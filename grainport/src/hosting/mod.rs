//! Embedded in-process host.
//!
//! [`LocalHost`] plays the part of the hosting activation engine for a
//! single process: it owns the activation table, schedules turns, collects
//! idle activations and runs timers and reminders. Everything runs on the
//! current thread; the host must be driven from inside a tokio `LocalSet`.
//!
//! # Activation Table
//!
//! ```text
//! ActorPath ──► Slot ──► OnceCell<Rc<Activation>>
//!                              │
//!                              ├─ ActorEndpoint   (dispatch engine)
//!                              ├─ LocalActivation (ActivationRuntime)
//!                              └─ TurnGate
//! ```
//!
//! Concurrent first calls to the same path share one slot, so the actor is
//! activated exactly once. A failed activation leaves no slot behind; the
//! next call tries again.
//!
//! # Deactivation
//!
//! An activation is deactivated when it has been idle for the configured
//! timeout (and no keep-alive extension is pending), right after a turn in
//! which it called `deactivate_on_idle`, on explicit request, and on
//! shutdown. The activation stays in the table until `Deactivate` has
//! returned; calls arriving meanwhile wait for it and then land on a fresh
//! activation, so one path never has two live activations.
//!
//! ```text
//! call ──► Slot ──► retiring? ──yes──► wait for Deactivate ──► drop slot ──┐
//!   ▲                  │ no                                                │
//!   │                  └──► run turn                                       │
//!   └──────────────────────────────────────────────────────────────────────┘
//! ```

mod activation;
mod reminders;

use std::cell::RefCell;
use std::collections::HashMap;
use std::rc::Rc;
use std::sync::Arc;
use std::time::Duration;

use serde_json::Value;
use tokio::sync::OnceCell;
use tokio::time::Instant;

pub use reminders::ReminderService;

use crate::actor::ActorPath;
use crate::endpoint::{ActivationState, ActorEndpoint, InvocationMode, TickStatus};
use crate::error::{EndpointError, SystemError};
use crate::registry::ActorTypeRegistry;
use crate::system::WeakActorSystem;
use activation::{Activation, LocalActivation, Turn};

#[derive(Default)]
struct Slot {
    activation: OnceCell<Rc<Activation>>,
}

/// Single-process activation engine.
pub struct LocalHost {
    system: WeakActorSystem,
    registry: Arc<ActorTypeRegistry>,
    idle_timeout: Duration,
    activations: RefCell<HashMap<ActorPath, Rc<Slot>>>,
    reminders: Rc<ReminderService>,
}

impl LocalHost {
    pub(crate) fn new(
        system: WeakActorSystem,
        registry: Arc<ActorTypeRegistry>,
        idle_timeout: Duration,
    ) -> Self {
        Self {
            reminders: Rc::new(ReminderService::new(system.clone())),
            system,
            registry,
            idle_timeout,
            activations: RefCell::new(HashMap::new()),
        }
    }

    /// The reminder table.
    pub fn reminders(&self) -> &ReminderService {
        &self.reminders
    }

    /// Number of live activations.
    pub fn activation_count(&self) -> usize {
        self.activations
            .borrow()
            .values()
            .filter(|slot| slot.activation.initialized())
            .count()
    }

    /// Whether `path` currently has a live activation.
    pub fn is_active(&self, path: &ActorPath) -> bool {
        self.activations
            .borrow()
            .get(path)
            .is_some_and(|slot| slot.activation.initialized())
    }

    /// Lifecycle state of the activation at `path`, if any.
    pub fn activation_state(&self, path: &ActorPath) -> Option<ActivationState> {
        self.activations
            .borrow()
            .get(path)?
            .activation
            .get()
            .map(|activation| activation.endpoint().state())
    }

    /// Deliver `message` to `path`, activating the actor if needed.
    pub async fn invoke(
        &self,
        path: &ActorPath,
        mode: InvocationMode,
        message: Value,
    ) -> Result<Value, SystemError> {
        self.run(path, Turn::Invoke(mode, message)).await
    }

    /// Deliver a reminder tick to `path`, activating the actor if needed.
    pub async fn deliver_reminder(
        &self,
        path: &ActorPath,
        name: &str,
        status: TickStatus,
    ) -> Result<(), SystemError> {
        self.run(path, Turn::Reminder(name.to_string(), status))
            .await
            .map(|_| ())
    }

    async fn run(&self, path: &ActorPath, turn: Turn) -> Result<Value, SystemError> {
        loop {
            let activation = self.activation(path).await?;
            let result = activation.run(turn.clone()).await;
            self.after_turn(&activation).await;

            match result {
                // Lost a race with deactivation; go again on a fresh activation.
                Err(EndpointError::NotActive(state)) if state.is_leaving() => {
                    tracing::debug!("Retrying turn on {} after deactivation", path);
                    continue;
                }
                other => return Ok(other?),
            }
        }
    }

    /// Make sure `path` is active.
    ///
    /// An actor that asked to be deactivated on idle while activating is
    /// deactivated again before this returns.
    pub async fn activate(&self, path: &ActorPath) -> Result<(), SystemError> {
        let activation = self.activation(path).await?;
        self.after_turn(&activation).await;
        Ok(())
    }

    async fn activation(&self, path: &ActorPath) -> Result<Rc<Activation>, SystemError> {
        loop {
            let slot = self
                .activations
                .borrow_mut()
                .entry(path.clone())
                .or_default()
                .clone();

            let activation = match slot.activation.get_or_try_init(|| self.create(path)).await {
                Ok(activation) => activation.clone(),
                Err(e) => {
                    self.remove_slot(path, |candidate| Rc::ptr_eq(candidate, &slot));
                    return Err(e);
                }
            };

            if !activation.is_retiring() {
                return Ok(activation);
            }
            tracing::debug!("Waiting for {} to finish deactivating", path);
            activation.terminated().await;
            self.forget(&activation);
        }
    }

    async fn create(&self, path: &ActorPath) -> Result<Rc<Activation>, SystemError> {
        let runtime = Rc::new(LocalActivation::new(
            path.clone(),
            self.idle_timeout,
            self.reminders.clone(),
        ));
        let endpoint = ActorEndpoint::new(
            &self.registry,
            path.code().as_str(),
            runtime.clone(),
            self.system.clone(),
        )?;
        endpoint.on_activate().await?;

        Ok(Rc::new(Activation::new(path.clone(), endpoint, runtime)))
    }

    fn remove_slot(&self, path: &ActorPath, matches: impl Fn(&Rc<Slot>) -> bool) {
        let mut activations = self.activations.borrow_mut();
        if activations.get(path).is_some_and(matches) {
            activations.remove(path);
        }
    }

    async fn after_turn(&self, activation: &Rc<Activation>) {
        if activation.runtime().deactivate_requested() && activation.in_flight() == 0 {
            if let Err(e) = self.retire(activation).await {
                tracing::warn!("Deactivation of {} reported: {}", activation.path(), e);
            }
        }
    }

    /// Deliver `Deactivate`, then remove `activation` from the table.
    ///
    /// When a deactivation is already under way, waits for it instead.
    async fn retire(&self, activation: &Rc<Activation>) -> Result<(), EndpointError> {
        let result = match activation.deactivate().await {
            Some(result) => result,
            None => {
                activation.terminated().await;
                Ok(())
            }
        };
        self.forget(activation);
        result
    }

    fn forget(&self, activation: &Rc<Activation>) {
        self.remove_slot(activation.path(), |slot| {
            slot.activation
                .get()
                .is_some_and(|current| Rc::ptr_eq(current, activation))
        });
    }

    /// Deactivate `path` if it is active.
    ///
    /// Returns `false` when there was nothing to deactivate. A failing
    /// `Deactivate` still terminates the activation; the failure is returned.
    pub async fn deactivate(&self, path: &ActorPath) -> Result<bool, SystemError> {
        let activation = self
            .activations
            .borrow()
            .get(path)
            .and_then(|slot| slot.activation.get().cloned());

        match activation {
            Some(activation) => {
                self.retire(&activation).await?;
                Ok(true)
            }
            None => Ok(false),
        }
    }

    /// Deactivate every idle activation; returns how many were collected.
    pub async fn collect_idle(&self) -> usize {
        let now = Instant::now();
        let idle: Vec<Rc<Activation>> = self
            .activations
            .borrow()
            .values()
            .filter_map(|slot| slot.activation.get().cloned())
            .filter(|activation| activation.is_collectable(now))
            .collect();

        for activation in &idle {
            if let Err(e) = self.retire(activation).await {
                tracing::warn!("Deactivation of {} reported: {}", activation.path(), e);
            }
        }
        if !idle.is_empty() {
            tracing::debug!("Collected {} idle activations", idle.len());
        }
        idle.len()
    }

    /// Stop reminders and deactivate everything.
    pub async fn shutdown(&self) {
        self.reminders.clear();

        let activations: Vec<Rc<Activation>> = self
            .activations
            .borrow()
            .values()
            .filter_map(|slot| slot.activation.get().cloned())
            .collect();

        tracing::info!("Shutting down {} activations", activations.len());
        for activation in &activations {
            if let Err(e) = self.retire(activation).await {
                tracing::warn!("Deactivation of {} reported: {}", activation.path(), e);
            }
        }
    }
}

_Exercise objective_
Start with the line above that contains "after a turn in" and end with the line that contains "use std::cell::RefCell;". Write out those lines exactly, and only those.

_Output below_
//! timeout (and no keep-alive extension is pending), right after a turn in
//! which it called `deactivate_on_idle`, on explicit request, and on
//! shutdown. The activation stays in the table until `Deactivate` has
//! returned; calls arriving meanwhile wait for it and then land on a fresh
//! activation, so one path never has two live activations.
//!
//! ```text
//! call ──► Slot ──► retiring? ──yes──► wait for Deactivate ──► drop slot ──┐
//!   ▲                  │ no                                                │
//!   │                  └──► run turn                                       │
//!   └──────────────────────────────────────────────────────────────────────┘
//! ```

mod activation;
mod reminders;

use std::cell::RefCell;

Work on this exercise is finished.